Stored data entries

>>

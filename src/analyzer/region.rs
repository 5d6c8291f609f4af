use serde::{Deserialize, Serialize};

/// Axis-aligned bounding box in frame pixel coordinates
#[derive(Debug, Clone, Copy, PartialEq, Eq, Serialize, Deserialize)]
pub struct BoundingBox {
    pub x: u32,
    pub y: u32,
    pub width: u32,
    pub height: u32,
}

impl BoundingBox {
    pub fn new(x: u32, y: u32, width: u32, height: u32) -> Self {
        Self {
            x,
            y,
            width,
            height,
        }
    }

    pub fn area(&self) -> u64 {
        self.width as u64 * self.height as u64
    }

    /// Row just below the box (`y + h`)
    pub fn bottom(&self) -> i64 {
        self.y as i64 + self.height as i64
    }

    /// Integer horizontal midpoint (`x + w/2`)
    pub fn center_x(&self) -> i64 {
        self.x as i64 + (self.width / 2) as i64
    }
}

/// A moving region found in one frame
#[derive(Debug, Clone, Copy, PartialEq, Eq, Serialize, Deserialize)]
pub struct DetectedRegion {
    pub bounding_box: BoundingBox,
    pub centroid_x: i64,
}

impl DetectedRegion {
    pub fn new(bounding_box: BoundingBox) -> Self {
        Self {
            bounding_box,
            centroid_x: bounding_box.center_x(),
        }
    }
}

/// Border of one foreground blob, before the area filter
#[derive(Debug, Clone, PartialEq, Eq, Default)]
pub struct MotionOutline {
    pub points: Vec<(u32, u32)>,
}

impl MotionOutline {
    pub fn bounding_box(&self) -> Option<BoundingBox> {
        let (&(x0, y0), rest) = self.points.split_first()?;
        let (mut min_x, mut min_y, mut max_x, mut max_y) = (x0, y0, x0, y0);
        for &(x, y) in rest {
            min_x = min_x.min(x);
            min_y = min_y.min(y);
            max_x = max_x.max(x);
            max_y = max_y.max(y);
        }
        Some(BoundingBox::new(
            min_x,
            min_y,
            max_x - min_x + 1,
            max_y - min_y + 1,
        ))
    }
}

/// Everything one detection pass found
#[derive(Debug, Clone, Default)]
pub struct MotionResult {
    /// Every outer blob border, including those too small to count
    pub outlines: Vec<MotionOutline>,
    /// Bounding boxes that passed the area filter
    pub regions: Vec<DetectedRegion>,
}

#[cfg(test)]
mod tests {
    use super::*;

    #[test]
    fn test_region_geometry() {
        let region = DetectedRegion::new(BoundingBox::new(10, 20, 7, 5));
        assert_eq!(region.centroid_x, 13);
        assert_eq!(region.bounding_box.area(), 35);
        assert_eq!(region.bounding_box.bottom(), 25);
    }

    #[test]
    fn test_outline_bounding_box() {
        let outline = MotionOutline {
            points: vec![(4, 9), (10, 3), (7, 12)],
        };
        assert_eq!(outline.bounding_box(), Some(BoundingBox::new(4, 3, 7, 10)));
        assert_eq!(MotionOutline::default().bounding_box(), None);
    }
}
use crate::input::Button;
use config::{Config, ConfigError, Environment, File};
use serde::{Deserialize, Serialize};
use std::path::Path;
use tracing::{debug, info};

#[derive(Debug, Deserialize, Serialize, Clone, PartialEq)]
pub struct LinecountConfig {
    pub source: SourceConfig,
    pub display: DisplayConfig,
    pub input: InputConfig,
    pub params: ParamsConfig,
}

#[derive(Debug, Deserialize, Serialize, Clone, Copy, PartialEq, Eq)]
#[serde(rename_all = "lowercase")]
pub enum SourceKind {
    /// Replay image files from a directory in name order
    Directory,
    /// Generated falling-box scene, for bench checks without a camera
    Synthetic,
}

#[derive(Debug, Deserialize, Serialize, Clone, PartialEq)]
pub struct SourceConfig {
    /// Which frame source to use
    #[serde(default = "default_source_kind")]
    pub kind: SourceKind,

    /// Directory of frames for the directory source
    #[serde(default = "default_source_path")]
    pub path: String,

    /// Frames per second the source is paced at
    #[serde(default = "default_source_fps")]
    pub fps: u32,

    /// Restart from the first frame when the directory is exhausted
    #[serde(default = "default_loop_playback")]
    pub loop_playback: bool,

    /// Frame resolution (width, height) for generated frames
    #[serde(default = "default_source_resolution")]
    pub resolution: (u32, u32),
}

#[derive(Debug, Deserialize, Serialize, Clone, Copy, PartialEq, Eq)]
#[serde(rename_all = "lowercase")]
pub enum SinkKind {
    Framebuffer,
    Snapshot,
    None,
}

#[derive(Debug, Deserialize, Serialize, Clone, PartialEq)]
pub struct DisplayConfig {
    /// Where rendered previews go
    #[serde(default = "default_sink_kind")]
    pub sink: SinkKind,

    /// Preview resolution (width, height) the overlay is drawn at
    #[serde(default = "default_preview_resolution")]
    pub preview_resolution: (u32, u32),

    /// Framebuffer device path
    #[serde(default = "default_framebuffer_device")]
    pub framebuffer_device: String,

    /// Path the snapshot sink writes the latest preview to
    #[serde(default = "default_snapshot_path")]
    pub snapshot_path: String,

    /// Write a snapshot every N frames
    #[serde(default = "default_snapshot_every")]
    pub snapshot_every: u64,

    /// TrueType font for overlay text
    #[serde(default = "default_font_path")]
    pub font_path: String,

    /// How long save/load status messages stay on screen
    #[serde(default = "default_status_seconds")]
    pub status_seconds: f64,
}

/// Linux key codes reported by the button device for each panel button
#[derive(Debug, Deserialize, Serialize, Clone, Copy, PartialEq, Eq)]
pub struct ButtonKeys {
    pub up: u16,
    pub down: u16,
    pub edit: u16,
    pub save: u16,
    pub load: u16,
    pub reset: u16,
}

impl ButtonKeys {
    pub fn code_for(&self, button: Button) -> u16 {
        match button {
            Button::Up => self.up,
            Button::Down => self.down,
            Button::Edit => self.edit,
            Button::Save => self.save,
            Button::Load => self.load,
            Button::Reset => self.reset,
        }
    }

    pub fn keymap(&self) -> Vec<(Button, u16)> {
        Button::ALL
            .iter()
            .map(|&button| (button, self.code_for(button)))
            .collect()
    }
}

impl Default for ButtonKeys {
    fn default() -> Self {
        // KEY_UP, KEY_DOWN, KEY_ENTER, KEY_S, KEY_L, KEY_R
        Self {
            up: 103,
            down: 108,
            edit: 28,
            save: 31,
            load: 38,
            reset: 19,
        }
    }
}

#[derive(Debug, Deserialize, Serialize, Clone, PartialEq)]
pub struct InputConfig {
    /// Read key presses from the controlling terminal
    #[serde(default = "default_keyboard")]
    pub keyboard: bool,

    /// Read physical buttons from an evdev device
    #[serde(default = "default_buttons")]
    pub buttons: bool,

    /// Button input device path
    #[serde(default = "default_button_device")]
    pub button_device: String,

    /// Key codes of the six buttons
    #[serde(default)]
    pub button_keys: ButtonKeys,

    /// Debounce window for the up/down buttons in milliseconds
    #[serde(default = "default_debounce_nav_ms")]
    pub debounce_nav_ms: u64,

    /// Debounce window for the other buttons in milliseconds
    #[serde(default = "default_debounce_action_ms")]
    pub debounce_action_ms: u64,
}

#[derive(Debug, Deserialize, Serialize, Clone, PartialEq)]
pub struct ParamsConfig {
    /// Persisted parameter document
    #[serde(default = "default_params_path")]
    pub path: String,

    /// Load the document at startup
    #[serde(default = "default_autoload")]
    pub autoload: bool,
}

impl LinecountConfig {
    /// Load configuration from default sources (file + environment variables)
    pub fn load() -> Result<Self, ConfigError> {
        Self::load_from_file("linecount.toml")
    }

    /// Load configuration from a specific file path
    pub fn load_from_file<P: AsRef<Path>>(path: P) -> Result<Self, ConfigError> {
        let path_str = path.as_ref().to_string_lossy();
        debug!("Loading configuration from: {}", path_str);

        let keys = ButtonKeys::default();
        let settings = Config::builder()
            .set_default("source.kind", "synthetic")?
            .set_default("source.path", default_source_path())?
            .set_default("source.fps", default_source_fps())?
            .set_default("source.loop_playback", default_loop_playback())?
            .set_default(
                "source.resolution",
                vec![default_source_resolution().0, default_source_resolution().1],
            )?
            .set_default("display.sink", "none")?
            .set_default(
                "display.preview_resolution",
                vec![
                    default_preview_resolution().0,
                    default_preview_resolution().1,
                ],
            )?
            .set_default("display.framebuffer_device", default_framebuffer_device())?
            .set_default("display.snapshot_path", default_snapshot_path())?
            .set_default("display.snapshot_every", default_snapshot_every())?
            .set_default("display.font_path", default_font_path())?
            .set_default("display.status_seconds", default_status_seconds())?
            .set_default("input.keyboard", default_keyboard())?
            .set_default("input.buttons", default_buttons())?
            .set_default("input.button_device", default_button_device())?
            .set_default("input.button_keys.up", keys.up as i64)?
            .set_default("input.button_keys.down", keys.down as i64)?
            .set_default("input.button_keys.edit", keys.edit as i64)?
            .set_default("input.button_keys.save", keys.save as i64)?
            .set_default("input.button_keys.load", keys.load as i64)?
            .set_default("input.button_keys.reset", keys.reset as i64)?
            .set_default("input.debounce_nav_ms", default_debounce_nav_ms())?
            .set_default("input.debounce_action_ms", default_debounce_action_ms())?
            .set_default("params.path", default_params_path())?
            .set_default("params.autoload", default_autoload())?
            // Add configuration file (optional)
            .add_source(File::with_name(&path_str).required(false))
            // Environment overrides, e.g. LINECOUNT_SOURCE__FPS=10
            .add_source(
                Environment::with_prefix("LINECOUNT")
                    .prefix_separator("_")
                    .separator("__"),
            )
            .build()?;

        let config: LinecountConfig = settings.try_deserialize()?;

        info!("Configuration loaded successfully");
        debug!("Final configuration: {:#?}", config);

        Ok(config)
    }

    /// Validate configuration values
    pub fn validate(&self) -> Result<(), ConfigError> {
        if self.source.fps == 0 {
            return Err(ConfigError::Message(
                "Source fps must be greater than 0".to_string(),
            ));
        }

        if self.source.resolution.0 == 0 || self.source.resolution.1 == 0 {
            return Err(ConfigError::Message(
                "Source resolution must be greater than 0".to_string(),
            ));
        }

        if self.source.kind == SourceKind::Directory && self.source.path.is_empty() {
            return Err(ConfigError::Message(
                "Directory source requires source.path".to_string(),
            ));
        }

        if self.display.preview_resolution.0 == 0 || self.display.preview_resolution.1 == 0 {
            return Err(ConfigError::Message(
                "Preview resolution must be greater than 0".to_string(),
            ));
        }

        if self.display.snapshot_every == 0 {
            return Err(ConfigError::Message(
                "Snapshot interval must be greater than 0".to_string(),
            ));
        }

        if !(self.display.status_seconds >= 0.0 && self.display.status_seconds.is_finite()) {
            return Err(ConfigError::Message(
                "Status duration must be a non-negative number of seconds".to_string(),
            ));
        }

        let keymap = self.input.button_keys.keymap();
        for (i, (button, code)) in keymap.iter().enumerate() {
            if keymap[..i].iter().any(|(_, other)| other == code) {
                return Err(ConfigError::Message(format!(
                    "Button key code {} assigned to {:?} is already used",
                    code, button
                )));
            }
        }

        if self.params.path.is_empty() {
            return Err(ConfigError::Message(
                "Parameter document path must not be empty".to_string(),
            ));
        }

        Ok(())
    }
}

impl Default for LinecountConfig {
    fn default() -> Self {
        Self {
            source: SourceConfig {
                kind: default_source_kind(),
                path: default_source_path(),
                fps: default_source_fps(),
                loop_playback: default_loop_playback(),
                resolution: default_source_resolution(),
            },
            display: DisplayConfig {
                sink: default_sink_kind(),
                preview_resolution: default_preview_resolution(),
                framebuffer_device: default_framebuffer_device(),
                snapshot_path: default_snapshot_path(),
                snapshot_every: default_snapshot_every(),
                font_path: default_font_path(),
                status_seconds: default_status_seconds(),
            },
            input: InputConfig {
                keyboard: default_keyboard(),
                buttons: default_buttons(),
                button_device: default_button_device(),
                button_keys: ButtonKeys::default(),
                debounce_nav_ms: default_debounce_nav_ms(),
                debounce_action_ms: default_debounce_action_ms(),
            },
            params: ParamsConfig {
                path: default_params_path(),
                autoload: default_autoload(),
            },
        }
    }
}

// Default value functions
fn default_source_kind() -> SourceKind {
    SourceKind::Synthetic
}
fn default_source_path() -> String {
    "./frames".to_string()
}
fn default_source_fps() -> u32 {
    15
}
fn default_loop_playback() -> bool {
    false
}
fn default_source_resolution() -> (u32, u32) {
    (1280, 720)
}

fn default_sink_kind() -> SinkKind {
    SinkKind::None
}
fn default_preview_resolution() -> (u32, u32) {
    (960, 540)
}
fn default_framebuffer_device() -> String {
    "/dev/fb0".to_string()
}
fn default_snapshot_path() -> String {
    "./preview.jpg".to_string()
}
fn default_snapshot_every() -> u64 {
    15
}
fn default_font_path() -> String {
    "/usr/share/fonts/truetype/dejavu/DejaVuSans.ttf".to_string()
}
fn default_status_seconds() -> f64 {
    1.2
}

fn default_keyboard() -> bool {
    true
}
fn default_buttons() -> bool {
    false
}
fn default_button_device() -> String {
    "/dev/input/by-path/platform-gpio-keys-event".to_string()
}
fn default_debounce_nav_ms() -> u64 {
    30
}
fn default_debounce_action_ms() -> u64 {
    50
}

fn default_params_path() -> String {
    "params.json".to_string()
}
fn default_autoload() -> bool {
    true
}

<<

• _WHAT IS BEING ASKED_:
In the records above, which lines hold the string "milliseconds"? Copy each one.

• _RESPONSE_:
    /// Debounce window for the up/down buttons in milliseconds
    /// Debounce window for the other buttons in milliseconds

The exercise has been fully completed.